_EXERCISE BRIEF_
Of the entries that follow, how many lines hold the word "PickedUp"? Reply with the number only.

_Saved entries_
***
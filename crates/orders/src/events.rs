use chrono::{DateTime, Utc};
use serde::{Deserialize, Serialize};

use courierflow_auth::Principal;
use courierflow_core::{BuyerId, CourierId, MerchantId, OrderId};
use courierflow_events::Event;

use crate::order::Order;

/// What happened to an order.
#[derive(Debug, Clone, Copy, PartialEq, Eq, Hash, Serialize, Deserialize)]
#[serde(rename_all = "snake_case")]
pub enum OrderEventKind {
    Created,
    Confirmed,
    Preparing,
    Ready,
    Cancelled,
    Assigned,
    Accepted,
    Declined,
    PickedUp,
    InTransit,
    Delivered,
}

impl OrderEventKind {
    pub const ALL: [OrderEventKind; 11] = [
        OrderEventKind::Created,
        OrderEventKind::Confirmed,
        OrderEventKind::Preparing,
        OrderEventKind::Ready,
        OrderEventKind::Cancelled,
        OrderEventKind::Assigned,
        OrderEventKind::Accepted,
        OrderEventKind::Declined,
        OrderEventKind::PickedUp,
        OrderEventKind::InTransit,
        OrderEventKind::Delivered,
    ];

    pub fn as_str(&self) -> &'static str {
        match self {
            OrderEventKind::Created => "order.created",
            OrderEventKind::Confirmed => "order.confirmed",
            OrderEventKind::Preparing => "order.preparing",
            OrderEventKind::Ready => "order.ready",
            OrderEventKind::Cancelled => "order.cancelled",
            OrderEventKind::Assigned => "order.assigned",
            OrderEventKind::Accepted => "order.accepted",
            OrderEventKind::Declined => "order.declined",
            OrderEventKind::PickedUp => "order.picked_up",
            OrderEventKind::InTransit => "order.in_transit",
            OrderEventKind::Delivered => "order.delivered",
        }
    }
}

/// Event: a committed change to an order.
///
/// Carries enough denormalized data (parties, courier, amount) for consumers
/// to route notifications and fold statistics without reading the store.
#[derive(Debug, Clone, PartialEq, Eq, Serialize, Deserialize)]
pub struct OrderEvent {
    pub kind: OrderEventKind,
    pub order_id: OrderId,
    pub order_number: String,
    pub merchant_id: MerchantId,
    pub buyer_id: BuyerId,
    /// Courier concerned by the change (the bound one, or the one just
    /// released by a decline or cancellation).
    pub courier_id: Option<CourierId>,
    pub total_amount: u64,
    pub actor: Principal,
    pub occurred_at: DateTime<Utc>,
}

impl OrderEvent {
    pub fn for_order(
        kind: OrderEventKind,
        order: &Order,
        courier_id: Option<CourierId>,
        actor: Principal,
        occurred_at: DateTime<Utc>,
    ) -> Self {
        Self {
            kind,
            order_id: order.id_typed(),
            order_number: order.order_number().to_string(),
            merchant_id: order.merchant_id(),
            buyer_id: order.buyer_id(),
            courier_id,
            total_amount: order.total_amount(),
            actor,
            occurred_at,
        }
    }
}

impl Event for OrderEvent {
    fn event_type(&self) -> &'static str {
        self.kind.as_str()
    }

    fn order_id(&self) -> OrderId {
        self.order_id
    }

    fn occurred_at(&self) -> DateTime<Utc> {
        self.occurred_at
    }
}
***
_REPLY TO THE EXERCISE_
3